Pick n Pay launched more than 250 new private-label ranges last year to mitigate against the risk of loss of major suppliers and product ranges, while 650 products were relaunched with newly designed packing.
Masojada said retailers had started to combine two stages of production through vertical integration, for the convenience of consumers and the retailers themselves.
Boxer Superstores, owned by Pick n Pay, owns a sausage factory, which, according to Masojada, is the second-biggest sausage producer in South Africa.
Glenda Sahadow, group communications manager at RCL Foods, which produces brands such as Nola mayonnaise, Selati sugar and Rainbow Chicken, said: "RCL Foods recognises that e-commerce is an emerging trend in South Africa ... RCL foods is busy exploring e-commerce options as part of a long-term strategy."
However, the group disputed the policy of replacing retailers as the main point of contact with consumers, saying: "RCL Foods' business model is focused on building brands, manufacturing and logistics, rather than retailing as a core focus.

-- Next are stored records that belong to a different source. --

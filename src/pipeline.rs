//! Audit run orchestrator.
//!
//! Builds the store and the diagnostics channel, then drives the configured
//! task to completion as one sequential future:
//!
//! ```text
//! ObjectStore → ObjectLister → {PrefixAggregator | DuplicateDetector | SizeReconciler} → OutcomeClassifier
//! ```

use std::fmt;
use std::sync::Arc;
use std::sync::atomic::{AtomicBool, Ordering};

use anyhow::{Result, anyhow};
use async_channel::{Receiver, Sender};
use tracing::{debug, error, info};

use crate::aggregator::{self, SizeReport};
use crate::config::{AuditTask, Config};
use crate::duplicates::{DuplicateDetector, DuplicateReport};
use crate::outcome::{AuditOutcome, Findings, classify};
use crate::reconciler::{ReconciliationReport, SizeReconciler};
use crate::stage::Stage;
use crate::storage::{self, Storage};
use crate::types::AuditStatistics;
use crate::types::error::{AuditError, is_cancelled_error};
use crate::types::token::PipelineCancellationToken;

/// The typed result of a completed audit.
#[derive(Debug, Clone, PartialEq)]
pub enum AuditReport {
    SizeReport(SizeReport),
    Duplicates(DuplicateReport),
    Reconciliation(ReconciliationReport),
}

impl AuditReport {
    pub fn findings(&self) -> Findings {
        match self {
            AuditReport::SizeReport(report) => Findings::SizeReport {
                total_bytes: report.grand_total,
            },
            AuditReport::Duplicates(report) => Findings::Duplicates {
                reclaimable_bytes: report.reclaimable_bytes,
            },
            AuditReport::Reconciliation(report) => Findings::Reconciliation {
                local_dir_present: report.outcome.outcome != AuditOutcome::LocalDirMissing,
                missing_count: report.missing_names.len(),
                diff: report.outcome.diff,
                tolerance: report.tolerance,
            },
        }
    }

    pub fn outcome(&self) -> AuditOutcome {
        match self {
            AuditReport::Reconciliation(report) => report.outcome.outcome,
            other => classify(&other.findings()),
        }
    }

    pub fn exit_code(&self) -> i32 {
        self.outcome().exit_code()
    }
}

impl fmt::Display for AuditReport {
    fn fmt(&self, f: &mut fmt::Formatter<'_>) -> fmt::Result {
        match self {
            AuditReport::SizeReport(report) => report.fmt(f),
            AuditReport::Duplicates(report) => report.fmt(f),
            AuditReport::Reconciliation(report) => report.fmt(f),
        }
    }
}

/// Runs one audit task against one container.
///
/// ## Usage
///
/// ```no_run
/// # async fn example() -> anyhow::Result<()> {
/// use s3audit_rs::config::{AuditTask, DuplicateCheckConfig};
/// use s3audit_rs::{AuditPipeline, Config, create_pipeline_cancellation_token};
///
/// let mut config = Config::for_container("backups");
/// config.task = AuditTask::DuplicateCheck(DuplicateCheckConfig::default());
///
/// let mut pipeline = AuditPipeline::new(config, create_pipeline_cancellation_token()).await;
/// pipeline.close_stats_sender();
/// let report = pipeline.run().await?;
/// println!("{report}");
/// std::process::exit(report.exit_code());
/// # }
/// ```
pub struct AuditPipeline {
    config: Config,
    target: Storage,
    cancellation_token: PipelineCancellationToken,
    stats_receiver: Receiver<AuditStatistics>,
    has_warning: Arc<AtomicBool>,
    ready: bool,
}

impl AuditPipeline {
    /// Create a pipeline backed by the S3 store described in `config`.
    pub async fn new(config: Config, cancellation_token: PipelineCancellationToken) -> Self {
        let (stats_sender, stats_receiver) = async_channel::unbounded();

        let target =
            storage::create_storage(config.clone(), cancellation_token.clone(), stats_sender)
                .await;

        Self::from_parts(config, target, cancellation_token, stats_receiver)
    }

    /// Create a pipeline over a caller-supplied store.
    ///
    /// `make_storage` receives the sending side of the diagnostics channel,
    /// which the store must hand back from `get_stats_sender`.
    pub fn with_storage<F>(
        config: Config,
        cancellation_token: PipelineCancellationToken,
        make_storage: F,
    ) -> Self
    where
        F: FnOnce(Sender<AuditStatistics>) -> Storage,
    {
        let (stats_sender, stats_receiver) = async_channel::unbounded();
        let target = make_storage(stats_sender);

        Self::from_parts(config, target, cancellation_token, stats_receiver)
    }

    fn from_parts(
        config: Config,
        target: Storage,
        cancellation_token: PipelineCancellationToken,
        stats_receiver: Receiver<AuditStatistics>,
    ) -> Self {
        Self {
            config,
            target,
            cancellation_token,
            stats_receiver,
            has_warning: Arc::new(AtomicBool::new(false)),
            ready: true,
        }
    }

    /// Run the configured task to completion.
    ///
    /// Recoverable conditions are part of the report. Any `Err` is fatal:
    /// store authentication/transport failures, local I/O errors, invalid
    /// configuration and cancellation ([`AuditError::Cancelled`]).
    pub async fn run(&mut self) -> Result<AuditReport> {
        assert!(self.ready, "AuditPipeline::run() called more than once");
        self.ready = false;

        let result = self.execute().await;
        self.shutdown();

        match &result {
            Ok(report) => {
                info!(
                    container = self.config.container,
                    task = self.config.task.name(),
                    outcome = %report.outcome(),
                    "audit completed."
                );
            }
            Err(e) if is_cancelled_error(e) => {
                info!(container = self.config.container, "audit cancelled.");
            }
            Err(e) => {
                error!(
                    container = self.config.container,
                    task = self.config.task.name(),
                    "audit failed: {:#}",
                    e
                );
            }
        }

        result
    }

    pub fn has_warning(&self) -> bool {
        self.has_warning.load(Ordering::SeqCst)
    }

    /// Get the stats receiver for progress reporting.
    pub fn get_stats_receiver(&self) -> Receiver<AuditStatistics> {
        self.stats_receiver.clone()
    }

    /// Close the stats sender to signal the progress reporter to finish.
    ///
    /// Call this before `run()` if nothing consumes the statistics.
    pub fn close_stats_sender(&self) {
        self.target.get_stats_sender().close();
    }

    async fn execute(&self) -> Result<AuditReport> {
        validate_config(&self.config)?;

        let stage = Stage::new(
            self.config.clone(),
            self.target.clone(),
            self.cancellation_token.clone(),
            self.has_warning.clone(),
        );
        let container = self.config.container.as_str();
        debug!(container = container, task = self.config.task.name(), "audit started.");

        let report = match &self.config.task {
            AuditTask::SizeReport(size_config) => {
                AuditReport::SizeReport(aggregator::report_sizes(&stage, size_config).await?)
            }
            AuditTask::DuplicateCheck(duplicate_config) => AuditReport::Duplicates(
                DuplicateDetector::new(stage, duplicate_config)
                    .detect(container, duplicate_config.prefix.as_deref())
                    .await?,
            ),
            AuditTask::Reconcile(reconcile_config) => AuditReport::Reconciliation(
                SizeReconciler::new(stage, reconcile_config.clone())
                    .reconcile(container)
                    .await?,
            ),
        };

        Ok(report)
    }

    fn shutdown(&self) {
        self.close_stats_sender();
    }
}

fn validate_config(config: &Config) -> Result<()> {
    let invalid = |message: &str| Err(anyhow!(AuditError::InvalidConfig(message.to_string())));

    if config.container.is_empty() {
        return invalid("container must not be empty");
    }
    if !(1..=1000).contains(&config.max_keys) {
        return invalid("max keys must be between 1 and 1000");
    }
    match &config.task {
        AuditTask::SizeReport(size_config) => {
            if size_config.prefixes.is_empty() {
                return invalid("at least one prefix is required");
            }
            if size_config.depth == 0 {
                return invalid("depth must be at least 1");
            }
        }
        AuditTask::Reconcile(reconcile_config) => {
            if reconcile_config.depth == 0 {
                return invalid("depth must be at least 1");
            }
            if reconcile_config.local_path.as_os_str().is_empty() {
                return invalid("local path must not be empty");
            }
        }
        AuditTask::DuplicateCheck(_) => {}
    }
    Ok(())
}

We do not see this changing in the foreseeable future."
Ailsa Wingfield, head of emerging markets at market researcher Nielsen, said that the shifting of retail dynamics was not as simple as the replacement of physical stores, but more a blurring of the boundaries, with consumers perhaps not being able to distinguish between a retailer and a manufacturer.
"In the physical retail environment we are already seeing brands being both retailer and manufacturer, but we will rarely find an entire basket of goods being delivered by a single manufacturer, and consumers who display complete loyalty," said Wingfield.
According to a recent report by the World Economic Forum, physical stores will continue to exist, but will require an evolved value proposition for consumers, which will see retailers adapt their physical spaces as hubs for various experiences, leisure and lifestyle activities.
Some South African retailers have already adapted to the shifting retail environment.
Woolworths, for instance, has launched free Wi-Fi in more than 85 stores in South Africa, and Pick n Pay now operates the largest internet grocery business in Africa, having built dedicated warehouses in the Western Cape and Gauteng for its online business.
David North, Pick n Pay's group executive for strategy and corporate affairs, said some trends that were specific to South Africa would result in small shopkeepers transforming their spaza shops into modern, independent stores.
"This is a response to the desire of customers for stores to be local, and be a strong part of the neighbourhood, while [offering] a better range at better value," said North.
A Woolworths spokesman said: "Customers want choice, and as a retailer our job is to provide choice and flexibility - an incredible in-store experience for those who want a tactile experience, and a seamless digital experience, both in-store and online, to offer the ultimate in convenience."
Woolworths recently invested in a dedicated "dark store", in which clothing and beauty and homeware products ordered specifically online are housed, to improve product availability and the customer experience.
According to Nielsen, e-commerce sales in South Africa account for 1% of total retail sales, but are set to triple in the next five years, driven by digital access, retailer enablement and consumer adoption.
Wingfield said: "Newly launched stand-alone e-retailers have been more successful at building capabilities to engage and enable consumers, and existing bricks-and-mortar retailers will need to do more to incorporate e-commerce into the existing, physical retail experience."